use console::style;
use indicatif::{ProgressBar, ProgressStyle};
use parking_lot::Mutex;
use std::io::Write;
use std::sync::Arc;
use std::time::Duration;
use tokio::io::AsyncBufReadExt;
use tokio::sync::broadcast;
use tracing::debug;

use ycode_config::YcodeConfig;
use ycode_core::{ConversationEvent, Event, ToolProvider, YcodeError};
use ycode_llm::OpenAiProvider;
use ycode_mcp::McpToolProvider;
use ycode_runtime::{AgentRuntime, is_exit};

type SharedSpinner = Arc<Mutex<Option<ProgressBar>>>;

pub(super) async fn cmd_chat(config: YcodeConfig) -> ycode_core::Result<()> {
    let api_key = config.services.api_key.clone().ok_or_else(|| {
        YcodeError::Config(
            "no API key configured; set [services] api_key in ycode.toml or YCODE_AUTH_TOKEN".into(),
        )
    })?;
    let provider = Arc::new(OpenAiProvider::new(api_key, config.services.base_url.clone()));

    let workdir = config.workdir();
    let servers: Vec<Arc<McpToolProvider>> = McpToolProvider::from_config(&config.mcp, &workdir)
        .into_iter()
        .map(Arc::new)
        .collect();
    let tool_providers = servers
        .iter()
        .map(|s| Arc::clone(s) as Arc<dyn ToolProvider>)
        .collect();

    let model = config.agent.model.clone();
    let agent = AgentRuntime::new(config, provider, tool_providers).await?;

    println!("{} {}", style("YCode").bold().cyan(), style(&model).dim());
    println!("   {}", style(workdir.display()).dim());
    println!("   Type 'exit' or Ctrl+D to quit");
    println!();

    let spinner: SharedSpinner = Arc::new(Mutex::new(None));
    let watcher = tokio::spawn(watch_subagents(agent.events().subscribe(), Arc::clone(&spinner)));

    let mut lines = tokio::io::BufReader::new(tokio::io::stdin()).lines();
    loop {
        print!("{} ", style("you>").cyan());
        std::io::stdout().flush().ok();

        let line = match lines.next_line().await {
            Ok(Some(line)) => line,
            Ok(None) | Err(_) => break,
        };
        let input = line.trim();
        if input.is_empty() {
            continue;
        }
        if is_exit(input) {
            break;
        }

        let mut renderer = TurnRenderer::new(Arc::clone(&spinner));
        let outcome = agent.run_turn(input, |event| renderer.on_event(event)).await;
        renderer.finish();

        if let Some(error) = outcome.error {
            eprintln!("{} {error}", style("Error:").red().bold());
        }
        debug!(round = outcome.round, tool_calls = outcome.tool_calls, "turn rendered");
        println!();
    }

    watcher.abort();
    for server in servers {
        server.shutdown().await;
    }
    println!("Goodbye!");
    Ok(())
}

/// Mirrors subagent progress into the spinner message.
async fn watch_subagents(mut events: broadcast::Receiver<Event>, spinner: SharedSpinner) {
    loop {
        let message = match events.recv().await {
            Ok(Event::SubagentStarted {
                agent_type,
                description,
                ..
            }) => format!("{agent_type}: {description}"),
            Ok(Event::SubagentProgress {
                tools_used,
                elapsed_secs,
                ..
            }) => format!("subagent: {tools_used} tool calls, {elapsed_secs:.0}s"),
            Ok(_) | Err(broadcast::error::RecvError::Lagged(_)) => continue,
            Err(broadcast::error::RecvError::Closed) => break,
        };
        if let Some(pb) = spinner.lock().as_ref() {
            pb.set_message(message);
        }
    }
}

struct TurnRenderer {
    spinner: SharedSpinner,
    streaming: bool,
}

impl TurnRenderer {
    fn new(spinner: SharedSpinner) -> Self {
        let renderer = Self {
            spinner,
            streaming: false,
        };
        renderer.show_spinner("thinking");
        renderer
    }

    fn show_spinner(&self, message: &str) {
        let pb = ProgressBar::new_spinner();
        pb.set_style(
            ProgressStyle::with_template("{spinner:.cyan} {msg}")
                .unwrap_or_else(|_| ProgressStyle::default_spinner()),
        );
        pb.set_message(message.to_string());
        pb.enable_steady_tick(Duration::from_millis(100));
        if let Some(old) = self.spinner.lock().replace(pb) {
            old.finish_and_clear();
        }
    }

    fn hide_spinner(&self) {
        if let Some(pb) = self.spinner.lock().take() {
            pb.finish_and_clear();
        }
    }

    fn on_event(&mut self, event: &ConversationEvent) {
        match event {
            ConversationEvent::TextDelta { text } => {
                if !self.streaming {
                    self.hide_spinner();
                    print!("{} ", style("ycode>").green());
                    self.streaming = true;
                }
                print!("{text}");
                std::io::stdout().flush().ok();
            }
            ConversationEvent::ToolCall { call } => {
                self.end_text();
                self.hide_spinner();
                eprintln!(
                    "{} {}",
                    style(format!("● {}", call.tool_name)).yellow(),
                    style(truncate_output(&call.arguments.to_string(), 120)).dim()
                );
                self.show_spinner(&format!("running {}", call.tool_name));
            }
            ConversationEvent::ToolResult { result } => {
                self.hide_spinner();
                let summary = truncate_output(&result.content, 200);
                if result.is_error {
                    eprintln!("  {}", style(format!("✗ {summary}")).red());
                } else {
                    eprintln!("  {}", style(format!("✓ {summary}")).dim());
                }
                self.show_spinner("thinking");
            }
        }
    }

    fn end_text(&mut self) {
        if self.streaming {
            println!();
            self.streaming = false;
        }
    }

    fn finish(mut self) {
        self.hide_spinner();
        self.end_text();
    }
}

fn truncate_output(s: &str, max: usize) -> String {
    let flat = s.replace('\n', " ");
    if flat.chars().count() <= max {
        flat
    } else {
        format!("{}...", flat.chars().take(max).collect::<String>())
    }
}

#### ACTIVITY
All lines that contain the word "Some" should be copied from the listing.

#### RESPONSE TO THE EXERCISE
            Ok(Some(line)) => line,
        if let Some(error) = outcome.error {
        if let Some(pb) = spinner.lock().as_ref() {
        if let Some(old) = self.spinner.lock().replace(pb) {
        if let Some(pb) = self.spinner.lock().take() {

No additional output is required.